■ What the task requires ■
Every line below containing the word "PathBuf" should be found and copied.
=== Material to process ===
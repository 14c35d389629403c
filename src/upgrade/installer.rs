//! Foreground installer: acts on `update_requested`.
//!
//! The installer holds the cross-process install lock for the whole cycle
//! and re-reads the status file *under* the lock, so two processes that both
//! saw the request cannot both install.
//!
//! A release that fails with an integrity or environment error is held: later
//! passes skip it until the cached descriptor changes (new version or new
//! hash) or a fresh request restamps `requested_at`. Transient failures are
//! retried on every pass.

use super::fetch::ArtifactSource;
use super::orchestrator::{InstallOrchestrator, InstallOutcome};
use super::poller::running_version;
use super::shutdown::Shutdown;
use super::version_check::VersionComparator;
use crate::core::{StewardError, find_steward_error};
use crate::metadata::{MetadataClient, TrustRepository};
use crate::status::InstallLock;
use anyhow::Result;
use chrono::{DateTime, Utc};
use std::sync::{Arc, Mutex, PoisonError};
use std::time::Duration;
use tracing::{debug, info, warn};

/// What one installer pass did.
#[derive(Debug, Clone)]
pub enum InstallerRun {
    /// `update_requested` was not set.
    NotRequested,
    /// Requested, but no descriptor has been cached by a check yet.
    NothingCached,
    /// Requested, but the cached descriptor is not newer.
    UpToDate {
        current: Option<String>,
        candidate: String,
    },
    /// Requested, but this release already failed for the current request.
    Held {
        version: String,
        error: Option<String>,
    },
    /// The orchestrator ran.
    Completed(InstallOutcome),
}

/// A release that failed and must not be retried for the same request.
#[derive(Debug, Clone, PartialEq, Eq)]
struct HeldRelease {
    version: String,
    sha256: String,
    requested_at: Option<DateTime<Utc>>,
    error: Option<String>,
}

impl HeldRelease {
    fn matches(&self, version: &str, sha256: &str, requested_at: Option<DateTime<Utc>>) -> bool {
        self.version == version && self.sha256 == sha256 && self.requested_at == requested_at
    }
}

/// Runs the orchestrator when an update has been requested.
pub struct ForegroundInstaller<R, A> {
    service: String,
    metadata: Arc<MetadataClient<R>>,
    orchestrator: InstallOrchestrator<A>,
    comparator: VersionComparator,
    lock_timeout: Duration,
    poll_interval: Duration,
    held: Mutex<Option<HeldRelease>>,
}

impl<R: TrustRepository, A: ArtifactSource> ForegroundInstaller<R, A> {
    pub fn new(
        service: impl Into<String>,
        metadata: Arc<MetadataClient<R>>,
        orchestrator: InstallOrchestrator<A>,
        comparator: VersionComparator,
        lock_timeout: Duration,
        poll_interval: Duration,
    ) -> Self {
        Self {
            service: service.into(),
            metadata,
            orchestrator,
            comparator,
            lock_timeout,
            poll_interval,
            held: Mutex::new(None),
        }
    }

    pub fn orchestrator(&self) -> &InstallOrchestrator<A> {
        &self.orchestrator
    }

    /// One pass: lock, check the request, install if a newer release is cached.
    pub async fn run_once(&self, shutdown: &Shutdown) -> Result<InstallerRun> {
        let layout = self.orchestrator.layout();
        let _lock = InstallLock::acquire(layout.root(), self.lock_timeout).await?;

        let status = self.orchestrator.status().read().await;
        if !status.update_requested {
            return Ok(InstallerRun::NotRequested);
        }

        let Some(descriptor) = self.metadata.cached_descriptor(&self.service).await? else {
            info!(service = %self.service, "Update requested but no release has been checked yet");
            return Ok(InstallerRun::NothingCached);
        };

        let current = running_version(layout, &self.metadata, &self.service).await?;
        let candidate = descriptor.release_timestamp().to_string();
        let newer = current
            .as_deref()
            .is_some_and(|current| self.comparator.is_newer(current, &candidate));
        if !newer {
            info!(service = %self.service, candidate = %candidate, "Update requested but installed release is current");
            return Ok(InstallerRun::UpToDate {
                current,
                candidate,
            });
        }

        let sha256 = descriptor.sha256();
        {
            let held = self.held.lock().unwrap_or_else(PoisonError::into_inner);
            if let Some(held) = held.as_ref() {
                if held.matches(&descriptor.version, &sha256, status.requested_at) {
                    debug!(service = %self.service, version = %held.version, "Release held after failure, waiting for a new request");
                    return Ok(InstallerRun::Held {
                        version: held.version.clone(),
                        error: held.error.clone(),
                    });
                }
            }
        }

        info!(service = %self.service, version = %descriptor.version, "Installing requested update");
        let outcome = self.orchestrator.run(&descriptor, shutdown).await;

        let hold = outcome.error_class.is_some_and(|class| class.waits_for_trigger());
        *self.held.lock().unwrap_or_else(PoisonError::into_inner) = hold.then(|| HeldRelease {
            version: descriptor.version.clone(),
            sha256,
            requested_at: status.requested_at,
            error: outcome.error.clone(),
        });
        Ok(InstallerRun::Completed(outcome))
    }

    /// Poll for requests until an install hands off or `shutdown` fires.
    ///
    /// Returns the outcome of a successful handoff, or `None` on shutdown.
    pub async fn watch(&self, mut shutdown: Shutdown) -> Option<InstallOutcome> {
        loop {
            match self.run_once(&shutdown).await {
                Ok(InstallerRun::Completed(outcome)) if outcome.succeeded() => return Some(outcome),
                Ok(InstallerRun::Completed(outcome)) => {
                    let retry = outcome.error_class.is_some_and(|class| !class.waits_for_trigger());
                    warn!(
                        service = %self.service,
                        reached = %outcome.last_reached(),
                        retry,
                        "Install did not complete"
                    );
                }
                Ok(run) => debug!(service = %self.service, ?run, "Installer pass"),
                Err(e) => match find_steward_error(&e) {
                    Some(StewardError::InstallInProgress {
                        ..
                    }) => debug!("Another installer holds the lock"),
                    _ => warn!(service = %self.service, "Installer pass failed: {e:#}"),
                },
            }

            tokio::select! {
                () = tokio::time::sleep(self.poll_interval) => {}
                () = shutdown.wait() => return None,
            }
        }
    }
}
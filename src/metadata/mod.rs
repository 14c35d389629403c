//! Metadata client: trust bootstrap and release descriptor resolution.
//!
//! [`MetadataClient`] wraps a [`TrustRepository`] and owns the local metadata
//! directory:
//!
//! ```text
//! metadata/
//! ├── root.json                                  trust anchor (trust-on-first-use)
//! └── targets/
//!     └── general-service-index.json             cached descriptor target
//! ```
//!
//! Resolution is refresh → target lookup → cache check. A cached target whose
//! SHA-256 matches the signed target info is returned with `cache_hit = true`
//! and without a download; otherwise the target is fetched, verified against
//! the signed length and hash, and cached.

pub mod descriptor;
pub mod http;
pub mod repository;

pub use descriptor::{ArtifactHashes, ReleaseDescriptor, load_descriptor, parse_descriptor};
pub use http::HttpTrustRepository;
pub use repository::{TargetInfo, TrustRepository};

use crate::constants::ROOT_METADATA_FILE;
use crate::core::StewardError;
use crate::upgrade::verification::ChecksumVerifier;
use crate::utils::fs::atomic_write;
use anyhow::{Context, Result};
use std::path::{Path, PathBuf};
use tracing::{debug, info};

/// Outcome of [`MetadataClient::resolve_descriptor`].
#[derive(Debug, Clone)]
pub struct Resolution {
    /// Raw descriptor target bytes.
    pub bytes: Vec<u8>,
    /// Whether the bytes came from the local cache.
    pub cache_hit: bool,
    /// Signed target info the bytes were verified against.
    pub target: TargetInfo,
    /// Where the verified bytes are cached.
    pub cached_path: PathBuf,
}

impl Resolution {
    /// Parse the descriptor entry for `service`.
    pub fn descriptor(&self, service: &str) -> Result<ReleaseDescriptor> {
        parse_descriptor(&self.bytes, service)
    }
}

/// Client over a trusted metadata repository.
#[derive(Debug, Clone)]
pub struct MetadataClient<R> {
    repository: R,
    metadata_dir: PathBuf,
}

impl<R: TrustRepository> MetadataClient<R> {
    pub fn new(repository: R, metadata_dir: impl Into<PathBuf>) -> Self {
        Self {
            repository,
            metadata_dir: metadata_dir.into(),
        }
    }

    pub fn repository(&self) -> &R {
        &self.repository
    }

    pub fn metadata_dir(&self) -> &Path {
        &self.metadata_dir
    }

    /// `{service}/{service}-index.json`
    pub fn target_path(service: &str) -> String {
        format!("{service}/{service}-index.json")
    }

    /// Local cache location of a service's descriptor target.
    pub fn cached_target_path(&self, service: &str) -> PathBuf {
        self.metadata_dir.join("targets").join(format!("{service}-index.json"))
    }

    /// Ensure a trusted root exists locally.
    ///
    /// Returns `true` when the root was fetched now, `false` when one was
    /// already present. Idempotent.
    pub async fn bootstrap_trust(&self) -> Result<bool> {
        let root_path = self.metadata_dir.join(ROOT_METADATA_FILE);
        if tokio::fs::try_exists(&root_path).await.unwrap_or(false) {
            debug!(path = %root_path.display(), "Trusted root already present");
            return Ok(false);
        }

        let bytes = self
            .repository
            .fetch_initial_root()
            .await
            .context("Failed to fetch initial root metadata")?;
        serde_json::from_slice::<serde_json::Value>(&bytes).map_err(|e| {
            StewardError::MetadataError {
                message: format!("initial root metadata is not valid JSON: {e}"),
            }
        })?;

        let write_path = root_path.clone();
        tokio::task::spawn_blocking(move || atomic_write(&write_path, &bytes))
            .await
            .context("root write task panicked")??;

        info!(path = %root_path.display(), "Bootstrapped trust on first use");
        Ok(true)
    }

    /// Refresh metadata and return the descriptor target for `service`.
    pub async fn resolve_descriptor(&self, service: &str) -> Result<Resolution> {
        self.repository.refresh().await.context("Failed to refresh metadata")?;

        let target_path = Self::target_path(service);
        let target = self.repository.target_info(&target_path).await?.ok_or_else(|| {
            StewardError::DescriptorNotFound {
                service: service.to_string(),
            }
        })?;

        let cached_path = self.cached_target_path(service);
        if let Some(bytes) = self.cached_bytes_matching(&cached_path, &target).await {
            debug!(service, "Descriptor served from cache");
            return Ok(Resolution {
                bytes,
                cache_hit: true,
                target,
                cached_path,
            });
        }

        let bytes = self
            .repository
            .fetch_target(&target)
            .await
            .with_context(|| format!("Failed to download target {target_path}"))?;

        if bytes.len() as u64 != target.length {
            return Err(StewardError::SizeMismatch {
                name: target_path,
                expected: target.length,
                actual: bytes.len() as u64,
            }
            .into());
        }
        let actual = ChecksumVerifier::sha256_bytes(&bytes);
        if actual != target.sha256 {
            return Err(StewardError::ChecksumMismatch {
                name: target_path,
                expected: target.sha256.clone(),
                actual,
            }
            .into());
        }

        let write_path = cached_path.clone();
        let to_write = bytes.clone();
        tokio::task::spawn_blocking(move || atomic_write(&write_path, &to_write))
            .await
            .context("target cache write task panicked")??;

        info!(service, sha256 = %target.sha256, "Downloaded new descriptor");
        Ok(Resolution {
            bytes,
            cache_hit: false,
            target,
            cached_path,
        })
    }

    /// The last verified descriptor for `service`, if one is cached.
    pub async fn cached_descriptor(&self, service: &str) -> Result<Option<ReleaseDescriptor>> {
        let path = self.cached_target_path(service);
        if !tokio::fs::try_exists(&path).await.unwrap_or(false) {
            return Ok(None);
        }
        load_descriptor(&path, service).await.map(Some)
    }

    async fn cached_bytes_matching(&self, path: &Path, target: &TargetInfo) -> Option<Vec<u8>> {
        let bytes = tokio::fs::read(path).await.ok()?;
        (bytes.len() as u64 == target.length
            && ChecksumVerifier::sha256_bytes(&bytes) == target.sha256)
            .then_some(bytes)
    }
}

#[cfg(test)]
mod tests {
    use super::*;
    use crate::core::{ErrorClass, classify};
    use crate::test_utils::{FakeRepository, descriptor_index};
    use tempfile::TempDir;

    #[tokio::test]
    async fn test_bootstrap_is_idempotent() {
        let temp = TempDir::new().unwrap();
        let repo = FakeRepository::new();
        let client = MetadataClient::new(repo.clone(), temp.path());

        assert!(client.bootstrap_trust().await.unwrap());
        assert!(!client.bootstrap_trust().await.unwrap());
        assert_eq!(repo.root_fetches(), 1);
        assert!(temp.path().join("root.json").exists());
    }

    #[tokio::test]
    async fn test_bootstrap_rejects_invalid_root() {
        let temp = TempDir::new().unwrap();
        let repo = FakeRepository::new().with_root(b"not json".to_vec());
        let client = MetadataClient::new(repo, temp.path());

        assert!(client.bootstrap_trust().await.is_err());
        assert!(!temp.path().join("root.json").exists());
    }

    #[tokio::test]
    async fn test_resolve_downloads_then_hits_cache() {
        let temp = TempDir::new().unwrap();
        let repo = FakeRepository::new();
        let index = descriptor_index("svc", "2024.01.01.00.00.00", "https://x/svc.zip", &"a".repeat(64));
        repo.publish_target("svc/svc-index.json", index.clone().into_bytes());
        let client = MetadataClient::new(repo.clone(), temp.path());

        let first = client.resolve_descriptor("svc").await.unwrap();
        assert!(!first.cache_hit);
        assert_eq!(first.bytes, index.as_bytes());
        assert!(client.cached_target_path("svc").exists());

        let second = client.resolve_descriptor("svc").await.unwrap();
        assert!(second.cache_hit);
        assert_eq!(repo.target_fetches(), 1);
        assert_eq!(second.descriptor("svc").unwrap().version, "2024.01.01.00.00.00");
    }

    #[tokio::test]
    async fn test_resolve_redownloads_when_target_changes() {
        let temp = TempDir::new().unwrap();
        let repo = FakeRepository::new();
        let client = MetadataClient::new(repo.clone(), temp.path());

        repo.publish_target(
            "svc/svc-index.json",
            descriptor_index("svc", "2024.01.01.00.00.00", "u", &"a".repeat(64)).into_bytes(),
        );
        client.resolve_descriptor("svc").await.unwrap();

        repo.publish_target(
            "svc/svc-index.json",
            descriptor_index("svc", "2024.02.01.00.00.00", "u", &"b".repeat(64)).into_bytes(),
        );
        let resolution = client.resolve_descriptor("svc").await.unwrap();
        assert!(!resolution.cache_hit);
        assert_eq!(
            client.cached_descriptor("svc").await.unwrap().unwrap().version,
            "2024.02.01.00.00.00"
        );
    }

    #[tokio::test]
    async fn test_resolve_missing_target() {
        let temp = TempDir::new().unwrap();
        let client = MetadataClient::new(FakeRepository::new(), temp.path());

        let err = client.resolve_descriptor("svc").await.unwrap_err();
        assert_eq!(classify(&err), ErrorClass::Transient);
    }

    #[tokio::test]
    async fn test_resolve_rejects_tampered_target() {
        let temp = TempDir::new().unwrap();
        let repo = FakeRepository::new();
        repo.publish_target("svc/svc-index.json", b"{}".to_vec());
        repo.tamper_target("svc/svc-index.json", b"{!".to_vec());
        let client = MetadataClient::new(repo, temp.path());

        let err = client.resolve_descriptor("svc").await.unwrap_err();
        assert_eq!(classify(&err), ErrorClass::Integrity);
        assert!(!client.cached_target_path("svc").exists());
    }

    #[tokio::test]
    async fn test_refresh_failure_is_transient() {
        let temp = TempDir::new().unwrap();
        let repo = FakeRepository::new();
        repo.fail_refresh(true);
        let client = MetadataClient::new(repo, temp.path());

        let err = client.resolve_descriptor("svc").await.unwrap_err();
        assert_eq!(classify(&err), ErrorClass::Transient);
    }
}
===
■ Task answer ■
use std::path::{Path, PathBuf};
    pub cached_path: PathBuf,
    metadata_dir: PathBuf,
    pub fn new(repository: R, metadata_dir: impl Into<PathBuf>) -> Self {
    pub fn cached_target_path(&self, service: &str) -> PathBuf {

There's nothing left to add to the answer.